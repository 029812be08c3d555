use std::net::SocketAddr;
use std::path::PathBuf;

#[derive(Debug, Clone, PartialEq, Eq)]
pub enum Environment {
    Development,
    Test,
    Production,
}

impl std::fmt::Display for Environment {
    fn fmt(&self, f: &mut std::fmt::Formatter<'_>) -> std::fmt::Result {
        match self {
            Environment::Development => write!(f, "development"),
            Environment::Test => write!(f, "test"),
            Environment::Production => write!(f, "production"),
        }
    }
}

#[derive(Clone)]
pub struct AppConfig {
    pub env: Environment,
    pub bind_addr: SocketAddr,
    pub log_level: String,
    pub retailers_path: Option<PathBuf>,
    pub fetch_timeout_secs: u64,
    pub fetch_max_retries: u32,
    pub fetch_backoff_base_ms: u64,
    pub user_agent: String,
    pub scraper_api_key: Option<String>,
    pub scraper_api_url: String,
    pub search_url: String,
    pub vision_api_key: Option<String>,
    pub vision_url: String,
    pub vision_timeout_secs: u64,
    pub max_upload_bytes: usize,
}

impl std::fmt::Debug for AppConfig {
    fn fmt(&self, f: &mut std::fmt::Formatter<'_>) -> std::fmt::Result {
        f.debug_struct("AppConfig")
            .field("env", &self.env)
            .field("bind_addr", &self.bind_addr)
            .field("log_level", &self.log_level)
            .field("retailers_path", &self.retailers_path)
            .field("fetch_timeout_secs", &self.fetch_timeout_secs)
            .field("fetch_max_retries", &self.fetch_max_retries)
            .field("fetch_backoff_base_ms", &self.fetch_backoff_base_ms)
            .field("user_agent", &self.user_agent)
            .field(
                "scraper_api_key",
                &self.scraper_api_key.as_ref().map(|_| "[redacted]"),
            )
            .field("scraper_api_url", &self.scraper_api_url)
            .field("search_url", &self.search_url)
            .field(
                "vision_api_key",
                &self.vision_api_key.as_ref().map(|_| "[redacted]"),
            )
            .field("vision_url", &self.vision_url)
            .field("vision_timeout_secs", &self.vision_timeout_secs)
            .field("max_upload_bytes", &self.max_upload_bytes)
            .finish()
    }
}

Requirement:
Would you filter the entries above and keep each line that has the word "redacted"?

Output for this exercise:
                &self.scraper_api_key.as_ref().map(|_| "[redacted]"),
                &self.vision_api_key.as_ref().map(|_| "[redacted]"),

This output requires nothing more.